Годар в тоталитарной авторской манере насаждает этим хаотичным, рваным, но при этом монтажно безукоризненным фильмом идею непознания бытия, резко обрывая всё, что служит маркерами текущей политической или культурной ситуации
В своем прошлогоднем интервью «Сеансу» Года дал понять, с чего начался этот киноопыт: «Мы сделаем фильм, где будет пять пальцев и то, что они вместе образуют, — рука». И лишь потом подумал, что, возможно, будет еще одна часть в конце. Но это потребовало времени. А пять пальцев явились достаточно быстро: первый — это ремейки, копии; второй — война (и тут мне подвернулся этот старый французский текст, «Санкт-Петербургские вечера»); третий — строка из Рильке: «Эти цветы между рельсами в беспорядочном вихре путешествий»; четвертый — как я и сказал, они явились почти одновременно, все пять — книга Монтескье, «Дух законов»; а пятый — «Центральный регион», фильм американца Майкла Сноу». Гипертекст как он есть, с обилием монтажных склеек и присущей Годару не то иронией, не то лютой мизантропией, направленных в сторону всего современного кино, успевшего пережить не только MeToo, но и новый расцвет блокбастеров, с их упиванием мегаломанской супергероикой и отрабатыванием самых разных актуальных повесток (сам Годар, как известно, демонстративно игнорирует Канны, эту ярмарку тщеславия, но отнюдь не синефилии).
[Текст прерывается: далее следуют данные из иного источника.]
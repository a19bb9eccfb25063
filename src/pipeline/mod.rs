//! Pipeline stages behind [`crate::source::HttpAlbumSource`].
//!
//! Each submodule implements exactly one step of turning an album ID into a
//! PDF, so every stage can be tested on its own.
//!
//! ## Data Flow
//!
//! ```text
//! detail ──▶ fetch ──▶ decode ──▶ assemble
//! (JSON)     (HTTP)    (→ JPEG)   (pdfium)
//! ```
//!
//! 1. [`detail`]   — `GET {api_base}/album/{id}` → title + page image list
//! 2. [`fetch`]    — concurrent page downloads into the scratch directory
//! 3. [`decode`]   — validate each page and normalise it to RGB JPEG
//! 4. [`assemble`] — one PDF page per image; runs in `spawn_blocking`
//!    because pdfium is not async-safe

pub mod assemble;
pub mod decode;
pub mod detail;
pub mod fetch;
//! Rule identity and metadata

use crate::diagnostic::Severity;
use serde::{Deserialize, Serialize};
use std::fmt;

/// The closed set of diagnostic codes the checker can emit
///
/// One rule, import-modules-only, splits into two codes depending on
/// whether the offending import is absolute or relative; the size checks
/// on try statements likewise emit separate codes for the try body and its
/// handlers.
#[derive(Debug, Clone, Copy, PartialEq, Eq, Hash, Serialize, Deserialize)]
#[serde(rename_all = "kebab-case")]
pub enum RuleCode {
    ImportModulesOnly,
    ImportFullPath,
    GlobalVariable,
    TwoArgException,
    StringException,
    CatchStandardError,
    TryTooLong,
    ExceptTooLong,
    FinallyTooLong,
}

impl RuleCode {
    /// All codes in legacy-id order
    pub const ALL: [RuleCode; 9] = [
        RuleCode::ImportModulesOnly,
        RuleCode::ImportFullPath,
        RuleCode::GlobalVariable,
        RuleCode::TwoArgException,
        RuleCode::StringException,
        RuleCode::CatchStandardError,
        RuleCode::TryTooLong,
        RuleCode::ExceptTooLong,
        RuleCode::FinallyTooLong,
    ];

    /// Stable kebab-case identifier
    pub fn id(self) -> &'static str {
        match self {
            RuleCode::ImportModulesOnly => "import-modules-only",
            RuleCode::ImportFullPath => "import-full-path",
            RuleCode::GlobalVariable => "global-variable",
            RuleCode::TwoArgException => "two-arg-exception",
            RuleCode::StringException => "string-exception",
            RuleCode::CatchStandardError => "catch-standard-error",
            RuleCode::TryTooLong => "try-too-long",
            RuleCode::ExceptTooLong => "except-too-long",
            RuleCode::FinallyTooLong => "finally-too-long",
        }
    }

    /// Numeric identifier kept for hosts that key findings the old way
    pub fn legacy_id(self) -> &'static str {
        match self {
            RuleCode::ImportModulesOnly => "C2601",
            RuleCode::ImportFullPath => "C2602",
            RuleCode::GlobalVariable => "C2603",
            RuleCode::TwoArgException => "C2604",
            RuleCode::StringException => "C2605",
            RuleCode::CatchStandardError => "C2606",
            RuleCode::TryTooLong => "C2607",
            RuleCode::ExceptTooLong => "C2608",
            RuleCode::FinallyTooLong => "C2609",
        }
    }

    /// Message template with named placeholders
    pub fn template(self) -> &'static str {
        match self {
            RuleCode::ImportModulesOnly => "{child} is not a module or cannot be imported",
            RuleCode::ImportFullPath => "{module} imported relatively",
            RuleCode::GlobalVariable => "{name} declared at the module level (i.e. global)",
            RuleCode::TwoArgException => "Raised two-argument exception",
            RuleCode::StringException => "Raised deprecated string-exception",
            RuleCode::CatchStandardError => "Caught StandardError",
            RuleCode::TryTooLong => "Try body has {found} nodes",
            RuleCode::ExceptTooLong => "Except body has {found} nodes",
            RuleCode::FinallyTooLong => "Finally body has {found} nodes",
        }
    }

    /// Longer help text shown alongside the message
    pub fn help(self) -> &'static str {
        match self {
            RuleCode::ImportModulesOnly => {
                "Only import packages or modules and ensure that they are installed."
            }
            RuleCode::ImportFullPath => "Import modules using their absolute names.",
            RuleCode::GlobalVariable => "Avoid global variables in favor of class variables.",
            RuleCode::TwoArgException => {
                "Use either raise Exception('message') or raise Exception."
            }
            RuleCode::StringException => {
                "Use either raise Exception('message') or raise Exception."
            }
            RuleCode::CatchStandardError => "Don't catch StandardError.",
            RuleCode::TryTooLong => {
                "The larger the 'try' body size, the more likely that an unexpected \
                 exception will be raised."
            }
            RuleCode::ExceptTooLong => {
                "The larger the 'except' body size, the more likely that an exception \
                 will be raised during exception handling."
            }
            RuleCode::FinallyTooLong => {
                "The larger the 'finally' body size, the more likely that an exception \
                 will be raised during resource cleanup activities."
            }
        }
    }

    /// Severity a diagnostic carries unless the configuration overrides it
    pub fn default_severity(self) -> Severity {
        match self {
            RuleCode::TwoArgException | RuleCode::StringException | RuleCode::CatchStandardError => {
                Severity::Error
            }
            _ => Severity::Warning,
        }
    }
}

impl fmt::Display for RuleCode {
    fn fmt(&self, f: &mut fmt::Formatter<'_>) -> fmt::Result {
        write!(f, "{}", self.id())
    }
}

impl std::str::FromStr for RuleCode {
    type Err = String;

    fn from_str(s: &str) -> Result<Self, Self::Err> {
        RuleCode::ALL
            .iter()
            .copied()
            .find(|code| code.id() == s || code.legacy_id() == s)
            .ok_or_else(|| format!("Unknown rule: {}", s))
    }
}
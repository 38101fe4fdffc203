//! Traversal dispatcher
//!
//! One analysis pass is one synchronous depth-first walk: every node is
//! visited exactly once in natural child order, nodes with a registered
//! handler are routed to it, and diagnostics accumulate into an ordered
//! sink returned at the end. Handlers never prune the walk or see each
//! other's output.

use crate::ast::{Ast, NodeId, NodeKind};
use crate::config::{ConfigError, NamePatterns, RuleConfig};
use crate::diagnostic::Diagnostic;
use crate::resolver::{ModuleResolver, ResolveError};
use crate::rule::RuleCode;
use crate::rules;
use log::{debug, trace};
use thiserror::Error;

/// Fatal failure of an analysis pass
///
/// Rule violations are diagnostics, never errors; these are collaborator
/// contract failures.
#[derive(Debug, Error)]
pub enum CheckError {
    /// The resolver failed for a reason other than an unresolvable module
    #[error("module resolution failed for {module}: {source}")]
    Resolver {
        module: String,
        #[source]
        source: ResolveError,
    },

    /// The tree violates the producer contract
    #[error("malformed syntax tree: {0}")]
    MalformedTree(String),
}

/// The style checker engine
///
/// Holds the immutable per-run configuration; a pass itself keeps no state
/// beyond the sink it returns.
pub struct Checker {
    config: RuleConfig,
    patterns: NamePatterns,
}

impl Checker {
    /// Create a checker, compiling the configured name patterns once
    pub fn new(config: RuleConfig) -> Result<Self, ConfigError> {
        let patterns = NamePatterns::compile(&config)?;
        Ok(Self { config, patterns })
    }

    pub fn config(&self) -> &RuleConfig {
        &self.config
    }

    /// Analyze one tree, returning diagnostics in discovery order
    pub fn analyze(
        &self,
        ast: &Ast,
        resolver: &dyn ModuleResolver,
    ) -> Result<Vec<Diagnostic>, CheckError> {
        let mut sink = Vec::new();
        let Some(root) = ast.root() else {
            return Ok(sink);
        };
        debug!("analyzing tree of {} nodes", ast.len());

        let mut stack = vec![root];
        while let Some(id) = stack.pop() {
            self.visit(ast, id, resolver, &mut sink)?;
            for &child in ast.children(id).iter().rev() {
                stack.push(child);
            }
        }

        sink.retain(|diag| self.config.is_rule_enabled(diag.code));
        for diag in &mut sink {
            if let Some(severity) = self.config.severity_override(diag.code) {
                diag.severity = severity;
            }
        }
        Ok(sink)
    }

    /// Route one node to the handlers registered for its kind
    fn visit(
        &self,
        ast: &Ast,
        id: NodeId,
        resolver: &dyn ModuleResolver,
        sink: &mut Vec<Diagnostic>,
    ) -> Result<(), CheckError> {
        let node = ast.node(id);
        trace!(
            "visiting {} at line {}",
            node.kind.name(),
            node.location.line
        );

        match &node.kind {
            NodeKind::ImportFrom { .. } => {
                // Disabling the one resolver-calling rule also skips its IO
                if self.config.is_rule_enabled(RuleCode::ImportModulesOnly) {
                    rules::import_modules_only(ast, id, &self.config, resolver, sink)?;
                }
                rules::import_full_path_only(ast, id, sink);
            }
            NodeKind::Assign { .. } => {
                rules::avoid_global_variables(ast, id, &self.patterns, sink)
            }
            NodeKind::Raise => rules::no_archaic_raise(ast, id, sink),
            NodeKind::ExceptHandler { .. } => rules::no_catch_standard_error(ast, id, sink),
            NodeKind::TryExcept { .. } => {
                rules::limit_try_except_size(ast, id, &self.config, sink)
            }
            NodeKind::TryFinally { .. } => rules::limit_finally_size(ast, id, &self.config, sink),
            NodeKind::Module { .. }
            | NodeKind::FunctionDef { .. }
            | NodeKind::ClassDef { .. }
            | NodeKind::Name { .. }
            | NodeKind::Attribute { .. }
            | NodeKind::Tuple { .. }
            | NodeKind::List { .. }
            | NodeKind::Call
            | NodeKind::Str { .. }
            | NodeKind::Const { .. }
            | NodeKind::Expr
            | NodeKind::Pass
            | NodeKind::Return => {}
        }
        Ok(())
    }
}
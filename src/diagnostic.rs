//! Diagnostic types for check results

use crate::ast::NodeId;
use crate::rule::RuleCode;
use serde::{Deserialize, Serialize};
use std::collections::BTreeMap;
use std::path::PathBuf;

/// Severity level for diagnostics
#[derive(
    Debug, Clone, Copy, PartialEq, Eq, PartialOrd, Ord, Hash, Default, Serialize, Deserialize,
)]
#[serde(rename_all = "lowercase")]
pub enum Severity {
    /// Informational message
    Info,
    /// Warning - potential issue
    #[default]
    Warning,
    /// Error - definite problem
    Error,
}

impl std::fmt::Display for Severity {
    fn fmt(&self, f: &mut std::fmt::Formatter<'_>) -> std::fmt::Result {
        match self {
            Severity::Info => write!(f, "info"),
            Severity::Warning => write!(f, "warning"),
            Severity::Error => write!(f, "error"),
        }
    }
}

impl std::str::FromStr for Severity {
    type Err = ();

    fn from_str(s: &str) -> Result<Self, Self::Err> {
        match s.to_lowercase().as_str() {
            "info" | "hint" | "note" => Ok(Severity::Info),
            "warning" | "warn" => Ok(Severity::Warning),
            "error" | "err" => Ok(Severity::Error),
            _ => Err(()),
        }
    }
}

/// Source code location
#[derive(Debug, Clone, PartialEq, Eq, Default, Serialize, Deserialize)]
pub struct Location {
    /// File path
    pub file: PathBuf,
    /// Line number (1-based)
    pub line: usize,
    /// Column number (1-based)
    pub column: usize,
    /// Length of the highlighted region
    pub length: usize,
}

impl Location {
    pub fn new(file: PathBuf, line: usize, column: usize) -> Self {
        Self {
            file,
            line,
            column,
            length: 0,
        }
    }

    pub fn with_length(mut self, length: usize) -> Self {
        self.length = length;
        self
    }
}

/// A value interpolated into a diagnostic message
#[derive(Debug, Clone, PartialEq, Eq, Serialize, Deserialize)]
#[serde(untagged)]
pub enum ArgValue {
    /// A count (e.g. a subtree size)
    Int(usize),
    /// A name or dotted path
    Str(String),
}

impl std::fmt::Display for ArgValue {
    fn fmt(&self, f: &mut std::fmt::Formatter<'_>) -> std::fmt::Result {
        match self {
            ArgValue::Int(n) => write!(f, "{}", n),
            ArgValue::Str(s) => write!(f, "{}", s),
        }
    }
}

impl From<usize> for ArgValue {
    fn from(value: usize) -> Self {
        ArgValue::Int(value)
    }
}

impl From<String> for ArgValue {
    fn from(value: String) -> Self {
        ArgValue::Str(value)
    }
}

impl From<&str> for ArgValue {
    fn from(value: &str) -> Self {
        ArgValue::Str(value.to_string())
    }
}

/// A check diagnostic (one emitted finding)
#[derive(Debug, Clone, PartialEq, Serialize, Deserialize)]
pub struct Diagnostic {
    /// Rule that triggered this diagnostic
    pub code: RuleCode,
    /// Severity level
    pub severity: Severity,
    /// Node the finding is anchored to
    pub node: NodeId,
    /// Source location of that node
    pub location: Location,
    /// Named arguments for message interpolation
    #[serde(default)]
    pub args: BTreeMap<String, ArgValue>,
}

impl Diagnostic {
    /// Create a new diagnostic with the rule's default severity
    pub fn new(code: RuleCode, node: NodeId, location: Location) -> Self {
        Self {
            code,
            severity: code.default_severity(),
            node,
            location,
            args: BTreeMap::new(),
        }
    }

    /// Add a named interpolation argument
    pub fn with_arg(mut self, key: &str, value: impl Into<ArgValue>) -> Self {
        self.args.insert(key.to_string(), value.into());
        self
    }

    /// Override the severity
    pub fn with_severity(mut self, severity: Severity) -> Self {
        self.severity = severity;
        self
    }

    /// Render the rule's message template with this diagnostic's arguments
    pub fn message(&self) -> String {
        let mut message = self.code.template().to_string();
        for (key, value) in &self.args {
            message = message.replace(&format!("{{{}}}", key), &value.to_string());
        }
        message
    }

    /// Check if this is an error
    pub fn is_error(&self) -> bool {
        self.severity == Severity::Error
    }

    /// Check if this is a warning
    pub fn is_warning(&self) -> bool {
        self.severity == Severity::Warning
    }
}
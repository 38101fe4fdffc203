//! Python syntax tree model consumed by the checker
//!
//! The tree is produced by an external parser and handed to this crate
//! read-only for the duration of one pass. Nodes live in a flat arena owned
//! by [`Ast`]; parents are index back-references used for navigation only.

use crate::diagnostic::Location;
use serde::{Deserialize, Serialize};
use std::path::PathBuf;

/// Index of a node within an [`Ast`] arena
#[derive(
    Debug, Clone, Copy, PartialEq, Eq, PartialOrd, Ord, Hash, Serialize, Deserialize,
)]
pub struct NodeId(pub usize);

impl std::fmt::Display for NodeId {
    fn fmt(&self, f: &mut std::fmt::Formatter<'_>) -> std::fmt::Result {
        write!(f, "#{}", self.0)
    }
}

/// One imported name in a `from x import y as z` statement
#[derive(Debug, Clone, PartialEq, Eq)]
pub struct ImportedName {
    /// Name as written in the source module
    pub name: String,
    /// Local alias, if any
    pub alias: Option<String>,
}

impl ImportedName {
    pub fn new(name: &str) -> Self {
        Self {
            name: name.to_string(),
            alias: None,
        }
    }

    pub fn aliased(name: &str, alias: &str) -> Self {
        Self {
            name: name.to_string(),
            alias: Some(alias.to_string()),
        }
    }
}

/// Node kind, one tag per syntactic shape the checker distinguishes.
///
/// Kind-specific payloads reference other arena nodes by id; every
/// referenced node is also present in the owning node's `children`, so the
/// generic child walk covers the whole subtree.
#[derive(Debug, Clone, PartialEq, Eq)]
pub enum NodeKind {
    /// Module root
    Module { name: String },
    FunctionDef { name: String },
    ClassDef { name: String },
    /// `a = b` / `a, b = c`; `targets` are the left-hand sides
    Assign { targets: Vec<NodeId> },
    /// A plain name reference
    Name { id: String },
    /// `value.attr`
    Attribute { attr: String },
    Tuple { elts: Vec<NodeId> },
    List { elts: Vec<NodeId> },
    /// `from <module> import <names>`; `level` counts leading dots
    ImportFrom {
        module: String,
        names: Vec<ImportedName>,
        level: u32,
    },
    Raise,
    Call,
    /// `except <ty>:`; `ty` is absent for a bare handler
    ExceptHandler { ty: Option<NodeId> },
    TryExcept {
        body: Vec<NodeId>,
        handlers: Vec<NodeId>,
        orelse: Vec<NodeId>,
    },
    TryFinally {
        body: Vec<NodeId>,
        finalbody: Vec<NodeId>,
    },
    /// String literal
    Str { value: String },
    /// Any other literal, kept as its source text
    Const { repr: String },
    /// Expression statement wrapper
    Expr,
    Pass,
    Return,
}

impl NodeKind {
    /// Kind name for logs and contract-violation messages
    pub fn name(&self) -> &'static str {
        match self {
            NodeKind::Module { .. } => "module",
            NodeKind::FunctionDef { .. } => "functiondef",
            NodeKind::ClassDef { .. } => "classdef",
            NodeKind::Assign { .. } => "assign",
            NodeKind::Name { .. } => "name",
            NodeKind::Attribute { .. } => "attribute",
            NodeKind::Tuple { .. } => "tuple",
            NodeKind::List { .. } => "list",
            NodeKind::ImportFrom { .. } => "importfrom",
            NodeKind::Raise => "raise",
            NodeKind::Call => "call",
            NodeKind::ExceptHandler { .. } => "excepthandler",
            NodeKind::TryExcept { .. } => "tryexcept",
            NodeKind::TryFinally { .. } => "tryfinally",
            NodeKind::Str { .. } => "str",
            NodeKind::Const { .. } => "const",
            NodeKind::Expr => "expr",
            NodeKind::Pass => "pass",
            NodeKind::Return => "return",
        }
    }

    /// Whether this node establishes a scope able to resolve module imports
    pub fn resolves_imports(&self) -> bool {
        matches!(self, NodeKind::Module { .. })
    }
}

/// A node in the syntax tree
#[derive(Debug, Clone, PartialEq)]
pub struct Node {
    pub kind: NodeKind,
    /// Back-reference for upward navigation; never owns the parent
    pub parent: Option<NodeId>,
    /// Direct children in source order
    pub children: Vec<NodeId>,
    pub location: Location,
}

/// A parsed module as a flat arena of nodes
///
/// The first node in the arena is the root.
#[derive(Debug, Clone, Default)]
pub struct Ast {
    nodes: Vec<Node>,
}

impl Ast {
    /// Root node id, `None` for an empty tree
    pub fn root(&self) -> Option<NodeId> {
        if self.nodes.is_empty() {
            None
        } else {
            Some(NodeId(0))
        }
    }

    /// Node by id; ids handed out by the producer are always valid
    pub fn node(&self, id: NodeId) -> &Node {
        &self.nodes[id.0]
    }

    /// Node by id, without the validity assumption
    pub fn get(&self, id: NodeId) -> Option<&Node> {
        self.nodes.get(id.0)
    }

    /// Direct children of `id` in source order
    pub fn children(&self, id: NodeId) -> &[NodeId] {
        &self.nodes[id.0].children
    }

    /// Parent of `id`, `None` at the root
    pub fn parent(&self, id: NodeId) -> Option<NodeId> {
        self.nodes[id.0].parent
    }

    /// Number of nodes in the arena
    pub fn len(&self) -> usize {
        self.nodes.len()
    }

    pub fn is_empty(&self) -> bool {
        self.nodes.is_empty()
    }

    /// All nodes with their ids, in arena order
    pub fn iter(&self) -> impl Iterator<Item = (NodeId, &Node)> {
        self.nodes.iter().enumerate().map(|(i, n)| (NodeId(i), n))
    }
}

/// Number of nodes in the subtree rooted at `id`, inclusive of itself
pub fn count_tree_size(ast: &Ast, id: NodeId) -> usize {
    1 + ast
        .children(id)
        .iter()
        .map(|&child| count_tree_size(ast, child))
        .sum::<usize>()
}

/// Assembles an [`Ast`] arena node by node
///
/// The first node added becomes the root. Nodes are created detached and
/// wired up with [`AstBuilder::attach`]; kind payloads that reference other
/// nodes (assignment targets, handler lists, ...) use the ids returned by
/// [`AstBuilder::add`].
pub struct AstBuilder {
    file: PathBuf,
    nodes: Vec<Node>,
}

impl AstBuilder {
    pub fn new(file: impl Into<PathBuf>) -> Self {
        Self {
            file: file.into(),
            nodes: Vec::new(),
        }
    }

    /// Create a detached node and return its id
    pub fn add(&mut self, kind: NodeKind, line: usize, column: usize) -> NodeId {
        let id = NodeId(self.nodes.len());
        self.nodes.push(Node {
            kind,
            parent: None,
            children: Vec::new(),
            location: Location::new(self.file.clone(), line, column),
        });
        id
    }

    /// Append `child` to `parent`'s children and set its back-reference
    pub fn attach(&mut self, parent: NodeId, child: NodeId) {
        self.nodes[child.0].parent = Some(parent);
        self.nodes[parent.0].children.push(child);
    }

    pub fn build(self) -> Ast {
        Ast { nodes: self.nodes }
    }
}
Заметно что Годар ставит знак равенства между высокобюджетными вампуками и реальным снаффом ИГИЛа, между личным кинематографическим опытом и опытами других, ведь «Образ и речь» – это кино массовой сборки, прямая иллюстрация двух русскоязычных киноманифестов нового кино: «Кинопроб» Костомарова-Расторгуева и Post-cinema manifesto Олега Мавроматти. Хотя нужны ли были Годару эти манифесты, дабы сформулировать сугубо своё, автономное высказывание, при том что и не знать о их существовании режиссёр едва ли не мог? Естественно, нет, ведь сам Годар – это все еще живой манифест и воплощение кинематографа, не нуждающегося ни в каких чересчур длинных подстрочниках и даже подпитках со стороны бесконечных самонадеянных неофитов.